The current model used to study the human blood brain barrier has been discovered to have a serious flaw: one which casts previous research using the model into question.
The endothelial cells that line the blood vessels in the brain act as a barrier that prevents substances carried in the blood from entering the brain where they could potentially be dangerous, such as toxins or pathogens. Generally speaking, the only substances that pass through this barrier are water, some gasses, and lipid-soluble substances, although other compounds such as glucose can be actively transported into the brain.
Studying the blood brain barrier in humans is difficult and it is not possible to use animal models as they differ considerably from humans. The easiest way to conduct research is to use a model of the blood brain barrier in the lab. One such model was developed in 2012 which involved taking differentiated human cells and converting them into induced pluripotent stem cells (IPSCs) – stem cells that behave in a similar way to embryonic stem cells. The IPSCs are then differentiated into endothelial cells, such as those that line the blood vessels in the brain and spinal cord.
Now researchers at Columbia University Vagelos College of Physicians and Surgeons and Weill Cornell Medicine have discovered a serious problem with this model – The endothelial cells generated from ISPCs were found to behave differently to brain microvascular endothelial cells. That discovery led the researchers to believe that the method of generating the endothelial cells used in the blood brain barrier model resulted in endothelial cells being generated with the wrong identity.
The researchers reproduced the protocol for developing the model and subjected the cells to bulk single-cell RNA sequencing.
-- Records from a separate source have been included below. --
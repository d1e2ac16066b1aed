//! Handlers for the built-in request kinds.

use serde_json::{Map, Value};

use crate::backend::{
    domain::{BackendError, ResourceId},
    ports::{BackendResult, BackendSet, ManagementBackend},
};
use crate::dispatch::{
    domain::{Request, RequestKind},
    ports::RequestHandler,
};

/// Reads one attribute.
#[derive(Debug, Clone, Copy, Default)]
pub struct ReadHandler;

/// Writes one attribute and returns its previous value.
#[derive(Debug, Clone, Copy, Default)]
pub struct WriteHandler;

/// Invokes one operation.
#[derive(Debug, Clone, Copy, Default)]
pub struct ExecHandler;

/// Lists resource metadata merged across every backend.
///
/// When two backends hold the same resource identifier the earlier backend
/// wins.
#[derive(Debug, Clone, Copy, Default)]
pub struct ListHandler;

static READ: ReadHandler = ReadHandler;
static WRITE: WriteHandler = WriteHandler;
static EXEC: ExecHandler = ExecHandler;
static LIST: ListHandler = ListHandler;

/// Returns the built-in handler for a request kind.
#[must_use]
pub fn for_kind(kind: RequestKind) -> &'static dyn RequestHandler {
    match kind {
        RequestKind::Read => &READ,
        RequestKind::Write => &WRITE,
        RequestKind::Exec => &EXEC,
        RequestKind::List => &LIST,
    }
}

fn target(request: &Request) -> BackendResult<(&ResourceId, &str)> {
    match (request.resource(), request.name()) {
        (Some(resource), Some(name)) => Ok((resource, name)),
        _ => Err(BackendError::InvalidArgument(format!(
            "{} request requires a resource and a name",
            request.kind()
        ))),
    }
}

impl RequestHandler for ReadHandler {
    fn kind(&self) -> RequestKind {
        RequestKind::Read
    }

    fn handle(&self, backend: &dyn ManagementBackend, request: &Request) -> BackendResult<Value> {
        let (resource, attribute) = target(request)?;
        backend.read_attribute(resource, attribute)
    }
}

impl RequestHandler for WriteHandler {
    fn kind(&self) -> RequestKind {
        RequestKind::Write
    }

    fn handle(&self, backend: &dyn ManagementBackend, request: &Request) -> BackendResult<Value> {
        let (resource, attribute) = target(request)?;
        let value = request.value().cloned().ok_or_else(|| {
            BackendError::InvalidArgument("write request requires a value".to_owned())
        })?;
        backend.write_attribute(resource, attribute, value)
    }
}

impl RequestHandler for ExecHandler {
    fn kind(&self) -> RequestKind {
        RequestKind::Exec
    }

    fn handle(&self, backend: &dyn ManagementBackend, request: &Request) -> BackendResult<Value> {
        let (resource, operation) = target(request)?;
        backend.invoke(resource, operation, request.arguments())
    }
}

impl RequestHandler for ListHandler {
    fn kind(&self) -> RequestKind {
        RequestKind::List
    }

    fn handles_all_backends(&self) -> bool {
        true
    }

    fn handle(&self, backend: &dyn ManagementBackend, _request: &Request) -> BackendResult<Value> {
        let mut listing = Map::new();
        collect_listing(backend, &mut listing)?;
        Ok(Value::Object(listing))
    }

    fn handle_all(&self, backends: &BackendSet, _request: &Request) -> BackendResult<Value> {
        let mut listing = Map::new();
        for backend in backends {
            collect_listing(backend.as_ref(), &mut listing)?;
        }
        Ok(Value::Object(listing))
    }
}

fn collect_listing(
    backend: &dyn ManagementBackend,
    listing: &mut Map<String, Value>,
) -> BackendResult<()> {
    for id in backend.resource_ids()? {
        if listing.contains_key(id.as_str()) {
            continue;
        }
        let info = backend.resource_info(&id)?;
        let info = serde_json::to_value(info)
            .map_err(|err| BackendError::Introspection(err.to_string()))?;
        listing.insert(id.to_string(), info);
    }
    Ok(())
}
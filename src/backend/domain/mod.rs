//! Domain model for management backends and the resources they hold.
//!
//! The types here are pure values: identifiers, resource metadata and the
//! error vocabulary shared by every backend implementation.

mod error;
mod ids;
mod info;
mod resource;

pub use error::{BackendDomainError, BackendError};
pub use ids::BackendId;
pub use info::{AttributeInfo, ResourceInfo};
pub use resource::ResourceId;
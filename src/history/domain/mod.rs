//! Domain model for value history.

mod config;
mod entry;
mod key;

pub use config::HistoryConfig;
pub use entry::{HistoryEntry, HistorySample};
pub use key::{HistoryKey, HistoryKeyKind, ParseHistoryKeyKindError};
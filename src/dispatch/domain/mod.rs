//! Domain model for requests, responses and dispatch errors.

mod error;
mod request;
mod response;

pub use error::{DispatchError, DispatchResult};
pub use request::{ParseRequestKindError, Request, RequestKind};
pub use response::Response;
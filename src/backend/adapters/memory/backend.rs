//! In-memory management backend.

use parking_lot::RwLock;
use serde_json::Value;
use std::collections::BTreeMap;
use std::sync::Arc;

use crate::backend::{
    domain::{BackendError, BackendId, ResourceId, ResourceInfo},
    ports::{BackendResult, ManagedResource, ManagementBackend},
};

/// Thread-safe registry of resources held in process memory.
///
/// Used as the always-present fallback backend and as the registry behind
/// in-process platform integrations.
pub struct InMemoryBackend {
    id: BackendId,
    name: String,
    resources: RwLock<BTreeMap<ResourceId, Arc<dyn ManagedResource>>>,
}

impl InMemoryBackend {
    /// Creates an empty backend with the given diagnostic name.
    #[must_use]
    pub fn new(name: impl Into<String>) -> Self {
        Self {
            id: BackendId::new(),
            name: name.into(),
            resources: RwLock::new(BTreeMap::new()),
        }
    }

    /// Creates the default process-wide backend.
    #[must_use]
    pub fn platform() -> Self {
        Self::new("platform")
    }

    /// Returns the number of registered resources.
    #[must_use]
    pub fn len(&self) -> usize {
        self.resources.read().len()
    }

    /// Returns `true` when no resource is registered.
    #[must_use]
    pub fn is_empty(&self) -> bool {
        self.resources.read().is_empty()
    }

    fn lookup(&self, resource: &ResourceId) -> BackendResult<Arc<dyn ManagedResource>> {
        self.resources
            .read()
            .get(resource)
            .cloned()
            .ok_or_else(|| BackendError::ResourceNotFound(resource.clone()))
    }
}

impl ManagementBackend for InMemoryBackend {
    fn id(&self) -> BackendId {
        self.id
    }

    fn name(&self) -> &str {
        &self.name
    }

    fn resource_info(&self, resource: &ResourceId) -> BackendResult<ResourceInfo> {
        Ok(self.lookup(resource)?.info())
    }

    fn resource_ids(&self) -> BackendResult<Vec<ResourceId>> {
        Ok(self.resources.read().keys().cloned().collect())
    }

    fn read_attribute(&self, resource: &ResourceId, attribute: &str) -> BackendResult<Value> {
        self.lookup(resource)?.get_attribute(attribute)
    }

    fn write_attribute(
        &self,
        resource: &ResourceId,
        attribute: &str,
        value: Value,
    ) -> BackendResult<Value> {
        self.lookup(resource)?.set_attribute(attribute, value)
    }

    fn invoke(
        &self,
        resource: &ResourceId,
        operation: &str,
        arguments: &[Value],
    ) -> BackendResult<Value> {
        self.lookup(resource)?.invoke(operation, arguments)
    }

    fn register(&self, resource: Arc<dyn ManagedResource>) -> BackendResult<ResourceId> {
        let id = resource.id().clone();
        let mut resources = self.resources.write();
        if resources.contains_key(&id) {
            return Err(BackendError::AlreadyRegistered(id));
        }
        resources.insert(id.clone(), resource);
        Ok(id)
    }

    fn unregister(&self, resource: &ResourceId) -> BackendResult<()> {
        self.resources
            .write()
            .remove(resource)
            .map(|_| ())
            .ok_or_else(|| BackendError::ResourceNotFound(resource.clone()))
    }
}
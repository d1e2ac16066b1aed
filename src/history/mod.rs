//! Bounded per-request-signature value history.
//!
//! Tracking is opt-in per [`domain::HistoryKey`]: only keys configured with
//! a positive length collect samples. The module follows hexagonal
//! architecture:
//!
//! - Domain types in [`domain`]
//! - Adapter implementations in [`adapters`]
//! - Orchestration services in [`services`]

pub mod adapters;
pub mod domain;
pub mod services;
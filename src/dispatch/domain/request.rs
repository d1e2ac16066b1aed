//! Request value consumed by the dispatcher.

use serde::{Deserialize, Serialize};
use serde_json::Value;
use std::fmt;
use thiserror::Error;

use crate::backend::domain::ResourceId;

/// Operation kind of a request.
#[derive(Debug, Clone, Copy, PartialEq, Eq, Hash, Serialize, Deserialize)]
#[serde(rename_all = "snake_case")]
pub enum RequestKind {
    /// Read one attribute.
    Read,
    /// Write one attribute.
    Write,
    /// Invoke one operation.
    Exec,
    /// List every resource across all backends.
    List,
}

impl RequestKind {
    /// Returns the canonical string representation.
    #[must_use]
    pub const fn as_str(self) -> &'static str {
        match self {
            Self::Read => "read",
            Self::Write => "write",
            Self::Exec => "exec",
            Self::List => "list",
        }
    }

    /// Returns `true` for kinds whose values are tracked in history.
    #[must_use]
    pub const fn records_history(self) -> bool {
        matches!(self, Self::Read | Self::Write | Self::Exec)
    }
}

impl fmt::Display for RequestKind {
    fn fmt(&self, f: &mut fmt::Formatter<'_>) -> fmt::Result {
        f.write_str(self.as_str())
    }
}

/// Error returned while parsing a request kind.
#[derive(Debug, Clone, Error, PartialEq, Eq)]
#[error("unknown request kind: {0}")]
pub struct ParseRequestKindError(pub String);

impl TryFrom<&str> for RequestKind {
    type Error = ParseRequestKindError;

    fn try_from(value: &str) -> Result<Self, Self::Error> {
        match value.trim().to_ascii_lowercase().as_str() {
            "read" => Ok(Self::Read),
            "write" => Ok(Self::Write),
            "exec" => Ok(Self::Exec),
            "list" => Ok(Self::List),
            _ => Err(ParseRequestKindError(value.to_owned())),
        }
    }
}

/// A management request built by the request-handling layer.
///
/// `name` holds the attribute name for read and write requests and the
/// operation name for exec requests. List requests carry neither a resource
/// nor a name.
#[derive(Debug, Clone, PartialEq, Serialize, Deserialize)]
pub struct Request {
    kind: RequestKind,
    resource: Option<ResourceId>,
    name: Option<String>,
    value: Option<Value>,
    arguments: Vec<Value>,
}

impl Request {
    /// Creates a read request for one attribute.
    #[must_use]
    pub fn read(resource: ResourceId, attribute: impl Into<String>) -> Self {
        Self::targeted(RequestKind::Read, resource, attribute.into())
    }

    /// Creates a write request setting one attribute to `value`.
    #[must_use]
    pub fn write(resource: ResourceId, attribute: impl Into<String>, value: Value) -> Self {
        Self {
            value: Some(value),
            ..Self::targeted(RequestKind::Write, resource, attribute.into())
        }
    }

    /// Creates an exec request invoking one operation.
    #[must_use]
    pub fn exec(
        resource: ResourceId,
        operation: impl Into<String>,
        arguments: impl IntoIterator<Item = Value>,
    ) -> Self {
        Self {
            arguments: arguments.into_iter().collect(),
            ..Self::targeted(RequestKind::Exec, resource, operation.into())
        }
    }

    /// Creates a list request.
    #[must_use]
    pub const fn list() -> Self {
        Self {
            kind: RequestKind::List,
            resource: None,
            name: None,
            value: None,
            arguments: Vec::new(),
        }
    }

    const fn targeted(kind: RequestKind, resource: ResourceId, name: String) -> Self {
        Self {
            kind,
            resource: Some(resource),
            name: Some(name),
            value: None,
            arguments: Vec::new(),
        }
    }

    /// Returns the operation kind.
    #[must_use]
    pub const fn kind(&self) -> RequestKind {
        self.kind
    }

    /// Returns the addressed resource, if any.
    #[must_use]
    pub const fn resource(&self) -> Option<&ResourceId> {
        self.resource.as_ref()
    }

    /// Returns the attribute or operation name, if any.
    #[must_use]
    pub fn name(&self) -> Option<&str> {
        self.name.as_deref()
    }

    /// Returns the value to write, if any.
    #[must_use]
    pub const fn value(&self) -> Option<&Value> {
        self.value.as_ref()
    }

    /// Returns the operation arguments.
    #[must_use]
    pub fn arguments(&self) -> &[Value] {
        &self.arguments
    }

    /// Returns the resource for diagnostics, or `-` when absent.
    #[must_use]
    pub fn resource_label(&self) -> String {
        self.resource
            .as_ref()
            .map_or_else(|| "-".to_owned(), ToString::to_string)
    }

    /// Returns the attribute or operation name for diagnostics, or `-`.
    #[must_use]
    pub fn name_label(&self) -> String {
        self.name.clone().unwrap_or_else(|| "-".to_owned())
    }
}
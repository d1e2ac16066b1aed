//! Registration of administrative resources.

use std::sync::Arc;
use thiserror::Error;
use tracing::info;

use crate::backend::{
    domain::{BackendError, ResourceId},
    ports::{BackendSet, ManagedResource},
};

/// Errors returned by administrative registration.
#[derive(Debug, Clone, Error, PartialEq, Eq)]
pub enum AdminError {
    /// The backend set is empty.
    #[error("no management backend initialised yet")]
    NoBackend,
    /// The backend rejected the call.
    #[error(transparent)]
    Backend(#[from] BackendError),
}

/// Result type for administrative registration.
pub type AdminResult<T> = Result<T, AdminError>;

/// Registers administrative resources on the first available backend.
#[derive(Debug, Clone)]
pub struct AdminRegistrar {
    backends: BackendSet,
}

impl AdminRegistrar {
    /// Creates a registrar over a backend set.
    #[must_use]
    pub const fn new(backends: BackendSet) -> Self {
        Self { backends }
    }

    /// Registers a resource on the first backend.
    ///
    /// # Errors
    ///
    /// Returns [`AdminError::NoBackend`] when the set is empty, or the
    /// backend's own error.
    pub fn register(&self, resource: Arc<dyn ManagedResource>) -> AdminResult<ResourceId> {
        let backend = self.backends.first().ok_or(AdminError::NoBackend)?;
        let id = backend.register(resource)?;
        info!(resource = %id, backend = backend.name(), "registered administrative resource");
        Ok(id)
    }

    /// Unregisters a resource from the first backend.
    ///
    /// # Errors
    ///
    /// Returns [`AdminError::NoBackend`] when the set is empty, or the
    /// backend's own error.
    pub fn unregister(&self, resource: &ResourceId) -> AdminResult<()> {
        let backend = self.backends.first().ok_or(AdminError::NoBackend)?;
        backend.unregister(resource)?;
        info!(resource = %resource, backend = backend.name(), "unregistered administrative resource");
        Ok(())
    }
}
They discovered that the cells in the model lacked several proteins found in natural brain microvascular endothelial cells, and instead more closely resembled endothelial cells found elsewhere in the body, but not in the brain.
The researchers identified three genes that could be activated in IPSCs which would result in endothelial cells being generated that behaved more like endothelial cells in the blood vessels in the brain, although the researchers still need to do more work to create a reliable and accurate model of the human blood brain barrier.
“The misidentification of human brain endothelial cells may be an issue for other types of cells made from induced pluripotent cells such as astrocytes or pericytes that form the neurovascular unit,” said Dritan Agalliu, PhD, Co-Study Leader, Associate Professor, Pathology and Cell Biology, Vagelos College of Physicians and Surgeons, Columbia University. “The protocols to generate these cells were created before the advent of single-cell technologies that are better at uncovering a cell’s identity.”
You can read more about the research in the paper – Pluripotent stem cell-derived epithelium misidentified as brain microvascular endothelium requires ETS factors to acquire vascular fate – which was recently published in Proceedings of the National Academy of Sciences. DOI: 10.1073/pnas.2016950118.